El polémico fotógrafo y creativo publicitario anuncia que sufre una enfermedad incurable, mientras el Museum für Gestaltung de Zurich le dedica una retrospectiva que reúne 500 obras

Foto: Fotografía de Oliviero Toscani. (© Oliviero Toscani)
Fotografía de Oliviero Toscani. (© Oliviero Toscani)

Es imposible permanecer indiferente ante sus fotos, auténticos puñetazos de provocación directos a los ojos. Hablamos de las siempre impactantes, perturbadoras y escandalosas imágenes del fotógrafo y creativo publicitario Oliviero Toscani (1942, Milán), sobre todo de aquellas que empleó en las décadas de los 80 y los 90 para las campañas de publicidad de Benetton.

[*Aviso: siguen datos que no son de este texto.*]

impl<'a> TreeBuilder<'a> {
    fn new(doc: &'a mut Document, root: NodeId) -> Self {
        Self {
            doc,
            stack: vec![root],
            floor: 1,
        }
    }

    fn current(&self) -> NodeId {
        // The stack never drops below `floor >= 1`.
        self.stack[self.stack.len() - 1]
    }

    fn is_open_on_top(&self, name: &str) -> bool {
        self.stack.len() > self.floor && self.doc.is_element_named(self.current(), name)
    }

    fn append_text(&mut self, text: &str) -> Result<(), DomError> {
        let parent = self.current();
        if let Some(last) = self.doc.last_child(parent)
            && self.doc.category(last) == NodeCategory::Text
        {
            let merged = format!("{}{}", self.doc.text(last).unwrap_or_default(), text);
            return self.doc.set_text(last, &merged);
        }
        let node = self.doc.create_text(text);
        self.doc.append_child(parent, node)
    }

    fn append_comment(&mut self, text: &str) -> Result<(), DomError> {
        let parent = self.current();
        let node = self.doc.create_comment(text);
        self.doc.append_child(parent, node)
    }

    fn in_foreign_content(&self) -> bool {
        self.stack[self.floor..].iter().any(|node| {
            self.doc.is_element_named(*node, "svg") || self.doc.is_element_named(*node, "math")
        })
    }

    /// Pop up to and including the nearest open `name`, unless a boundary
    /// element is found first.
    fn close_open(&mut self, name: &str, boundaries: &[&str]) -> bool {
        let Some(position) = self.find_open(name, boundaries) else {
            return false;
        };
        self.stack.truncate(position);
        true
    }

    fn find_open(&self, name: &str, boundaries: &[&str]) -> Option<usize> {
        for position in (self.floor..self.stack.len()).rev() {
            let node = self.stack[position];
            if self.doc.is_element_named(node, name) {
                return Some(position);
            }
            if boundaries
                .iter()
                .any(|boundary| self.doc.is_element_named(node, boundary))
            {
                return None;
            }
        }
        None
    }

    fn apply_implied_end_tags(&mut self, name: &str) {
        if closes_paragraph(name) {
            self.close_open("p", &["button", "table", "td", "th", "template"]);
        }
        match name {
            "li" => {
                self.close_open("li", &["ul", "ol", "template"]);
            }
            "dt" | "dd" => {
                if !self.close_open("dt", &["dl", "template"]) {
                    self.close_open("dd", &["dl", "template"]);
                }
            }
            "option" => {
                if self.is_open_on_top("option") {
                    self.stack.pop();
                }
            }
            "optgroup" => {
                if self.is_open_on_top("option") {
                    self.stack.pop();
                }
                if self.is_open_on_top("optgroup") {
                    self.stack.pop();
                }
            }
            "tr" => {
                self.close_open("tr", &["table", "tbody", "thead", "tfoot", "template"]);
            }
            "td" | "th" => {
                if !self.close_open("td", &["tr", "table", "template"]) {
                    self.close_open("th", &["tr", "table", "template"]);
                }
            }
            "tbody" | "thead" | "tfoot" => {
                if !self.close_open("tbody", &["table", "template"])
                    && !self.close_open("thead", &["table", "template"])
                {
                    self.close_open("tfoot", &["table", "template"]);
                }
            }
            _ => {}
        }
    }

    fn start_element(
        &mut self,
        name: &str,
        attributes: &[(String, String)],
        self_closing: bool,
    ) -> Result<NodeId, DomError> {
        self.apply_implied_end_tags(name);
        let parent = self.current();
        let node = self
            .doc
            .create_element_with_attributes(name, attributes.to_vec());
        self.doc.append_child(parent, node)?;
        // Only void elements and foreign content honour `/>`.
        let foreign = matches!(name, "svg" | "math") || self.in_foreign_content();
        let void = self_closing && (is_void_element(name) || foreign);
        if !void {
            self.stack.push(node);
        }
        Ok(node)
    }

    fn end_element(&mut self, name: &str) {
        if let Some(position) = self.find_open(name, &[]) {
            self.stack.truncate(position);
        }
    }

    fn body_token(&mut self, token: &Token) -> Result<(), DomError> {
        match token {
            Token::Text(text) => self.append_text(text),
            Token::Comment(text) => self.append_comment(text),
            Token::Doctype(_) => Ok(()),
            Token::StartTag {
                name,
                attributes,
                self_closing,
            } => {
                if matches!(name.as_str(), "html" | "head" | "body") {
                    return Ok(());
                }
                self.start_element(name, attributes, *self_closing).map(|_| ())
            }
            Token::EndTag(name) => {
                self.end_element(name);
                Ok(())
            }
        }
    }
}

/// Parse `input` as a fragment appended to `parent`'s children.
pub fn parse_into(doc: &mut Document, parent: NodeId, input: &str) -> Result<(), DomError> {
    let mut builder = TreeBuilder::new(doc, parent);
    for token in tokenize(input) {
        builder.body_token(&token)?;
    }
    Ok(())
}

/// Parse `input` as a fragment into a fresh, detached `template` container.
pub fn parse_fragment(doc: &mut Document, input: &str) -> Result<NodeId, DomError> {
    let template = doc.create_element("template");
    parse_into(doc, template, input)?;
    Ok(template)
}

/// Parse `input` as a whole document into a fresh detached document node.
pub fn parse_document(doc: &mut Document, input: &str) -> Result<ParsedDocument, DomError> {
    let document = doc.create_document();
    let mut html: Option<NodeId> = None;
    let mut head: Option<NodeId> = None;
    let mut head_implied = false;
    let mut mode = Mode::BeforeHead;
    let mut builder = TreeBuilder::new(doc, document);

    for token in tokenize(input) {
        if mode == Mode::InBody {
            builder.body_token(&token)?;
            continue;
        }

        match &token {
            Token::Doctype(name) => {
                if mode == Mode::BeforeHead && html.is_none() {
                    builder.doc.set_doctype(document, name);
                }
                continue;
            }
            Token::Comment(text) => {
                builder.append_comment(text)?;
                continue;
            }
            Token::Text(text) if mode == Mode::InHead => {
                let in_element = builder.stack.len() > builder.floor;
                if in_element || text.trim_matches(is_html_space).is_empty() {
                    builder.append_text(text)?;
                    continue;
                }
            }
            Token::Text(text) if text.trim_matches(is_html_space).is_empty() => continue,
            Token::StartTag {
                name, attributes, ..
            } if name == "html" => {
                let node = ensure_html(&mut builder, &mut html, document)?;
                merge_attributes(builder.doc, node, attributes)?;
                continue;
            }
            Token::StartTag {
                name, attributes, ..
            } if name == "head" && head.is_none() => {
                let root = ensure_html(&mut builder, &mut html, document)?;
                let node = builder
                    .doc
                    .create_element_with_attributes("head", attributes.clone());
                builder.doc.append_child(root, node)?;
                builder.stack = vec![root, node];
                builder.floor = 2;
                head = Some(node);
                mode = Mode::InHead;
                continue;
            }
            Token::EndTag(name) if name == "head" => {
                if mode == Mode::InHead {
                    builder.stack.truncate(1);
                    builder.floor = 1;
                    mode = Mode::AfterHead;
                }
                continue;
            }
            Token::StartTag {
                name,
                attributes,
                self_closing,
            } if is_head_content(name) && mode != Mode::AfterHead => {
                if head.is_none() {
                    let root = ensure_html(&mut builder, &mut html, document)?;
                    let node = builder.doc.create_element("head");
                    builder.doc.append_child(root, node)?;
                    builder.stack = vec![root, node];
                    builder.floor = 2;
                    head = Some(node);
                    head_implied = true;
                    mode = Mode::InHead;
                }
                builder.start_element(name, attributes, *self_closing)?;
                continue;
            }
            Token::EndTag(name) if mode == Mode::InHead && builder.stack.len() > builder.floor => {
                builder.end_element(name);
                continue;
            }
            Token::EndTag(_) if mode != Mode::InHead => continue,
            _ => {}
        }

        // Anything else starts the body.
        let root = ensure_html(&mut builder, &mut html, document)?;
        if head.is_none() {
            let node = builder.doc.create_element("head");
            builder.doc.append_child(root, node)?;
            head = Some(node);
            head_implied = true;
        }
        let body = match &token {
            Token::StartTag {
                name, attributes, ..
            } if name == "body" => {
                let node = builder
                    .doc
                    .create_element_with_attributes("body", attributes.clone());
                builder.doc.append_child(root, node)?;
                node
            }
            _ => {
                let node = builder.doc.create_element("body");
                builder.doc.append_child(root, node)?;
                node
            }
        };
        builder.stack = vec![root, body];
        builder.floor = 2;
        mode = Mode::InBody;
        if !matches!(&token, Token::StartTag { name, .. } if name == "body") {
            builder.body_token(&token)?;
        }
    }

    let root = ensure_html(&mut builder, &mut html, document)?;
    let head = match head {
        Some(head) => head,
        None => {
            let node = builder.doc.create_element("head");
            builder.doc.append_child(root, node)?;
            head_implied = true;
            node
        }
    };
    let body = match builder.doc.body(document) {
        Some(body) => body,
        None => {
            let node = builder.doc.create_element("body");
            builder.doc.append_child(root, node)?;
            node
        }
    };
    let head_implied = head_implied && builder.doc.first_child(head).is_none();

    log::debug!(
        target: "html.tokenizer",
        "parsed document {document:?} (head implied: {head_implied})"
    );
    Ok(ParsedDocument {
        document,
        html: root,
        head,
        body,
        head_implied,
    })
}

¿Quién no recuerda a la monja y al cura besándose? ¿A la modelo anoréxica que acabó falleciendo a causa de ese trastorno)? ¿Al enfermo de sida terminal agonizando en la cama junto a sus familiares? ¿A los presos del corredor de la muerte (campaña que desencadenó varias querellas internacionales)? ¿Al recién nacido con el cordón umbilical aún sin cortar? ¿El cadáver tirado en la calle junto a un charco de sangre de un asesinado por la mafia? Y así, suma y sigue.

El fotógrafo, de 82 años, acaba de anunciar a través de una larga entrevista en el Corriere della Sera que padece amiloidosis, una enfermedad rara, grave e incurable que le ha hecho perder 40 kilos en el último año. "No me interesa vivir así", aseguraba.

placeholder Oliviero Toscani, campaña para United Colors of Benetton, 1991. (© Oliviero Toscani)
Oliviero Toscani, campaña para United Colors of Benetton, 1991. (© Oliviero Toscani)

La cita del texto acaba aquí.